CEO of Electronic Arts Andrew Wilson commented on the results, “EA delivered a strong Q4 with record net bookings, up 11 percent year-over-year, demonstrating the strength of our business. Our teams continue to create high quality entertainment, fueled by amazing games and deeply engaging live services.
“We're excited to continue our momentum, including the highly anticipated launch of EA SPORTS FC later this year,” he added.
EA focuses away from mobile
The focus on EA’s live service and sports titles is not surprising. With the loss of the FIFA licence, their primary focus is likely to be to recapture the same audience with their first non-branded football title, after FIFA Mobile’s strong performance. Beyond their lucrative sports titles Apex Legends mainline console and PC entry also saw a 20% peak in users compared to the previous season in their most recent in-game event, so EA’s live service titles can’t necessarily be said to underperform.

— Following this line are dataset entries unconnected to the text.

use serde::{Deserialize, Serialize};

use crate::planner::PlanEstimate;
use crate::types::Waypoint;

#[derive(Debug, Serialize, Deserialize)]
pub struct PlanRequest {
    pub width: u32,
    pub height: u32,
    pub latitude: f64,
    pub longitude: f64,
    /// Overrides the configured cell size
    #[serde(default)]
    pub step_size_m: Option<f64>,
    /// Home altitude used for the waypoint altitudes
    #[serde(default)]
    pub altitude_m: Option<f64>,
}

#[derive(Debug, Serialize)]
pub struct PlanResponse {
    pub estimate: PlanEstimate,
    pub waypoints: Vec<Waypoint>,
}

#[derive(Debug, Serialize, Deserialize)]
pub struct StartMissionRequest {
    pub width: u32,
    pub height: u32,
    /// Fly the built-in simulated vehicle instead of a MAVLink autopilot
    #[serde(default = "default_simulate")]
    pub simulate: bool,
    /// Overrides the configured MAVLink address
    #[serde(default)]
    pub address: Option<String>,
}

fn default_simulate() -> bool {
    true
}

#[derive(Debug, Serialize, Deserialize)]
pub struct StartMissionResponse {
    pub id: u64,
}

#[derive(Debug, Serialize, Deserialize)]
pub struct AbortResponse {
    pub id: u64,
    pub abort_requested: bool,
}

#[derive(Debug, Serialize)]
pub struct ErrorResponse {
    pub error: String,
}
use std::sync::Arc;

use axum::{
    routing::{get, post},
    Router,
};
use tower::ServiceBuilder;
use tower_http::cors::CorsLayer;
use tower_http::trace::TraceLayer;

use super::handlers::*;

pub fn create_router(state: Arc<AppState>) -> Router {
    Router::new()
        .route("/api/plan", get(get_plan))
        .route("/api/missions", post(start_mission))
        .route("/api/missions/:id", get(get_mission))
        .route("/api/missions/:id/abort", post(abort_mission))
        .layer(
            ServiceBuilder::new()
                .layer(TraceLayer::new_for_http())
                .layer(CorsLayer::permissive())
        )
        .with_state(state)
}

This year also marked the unexpected sunsetting of Apex Legends Mobile and the cancellation of development on Battlefield Mobile. Given the incremental growth in EA’s mobile section and indeed the argument that the title was lagging behind competitors like Call of Duty: Mobile some may argue this shows their decision was justified. However, it could just as easily indicate a major missed opportunity, one that's not helped by axing these titles.
It’s still a far cry from performance in the past year and even before that when EA boasted of an 82% increase in mobile revenue, but with the sunsetting of a major title and the cancelled development of a hotly anticipated one it’s unclear what else EA has to bring to the fore that will recapture growth in mobile.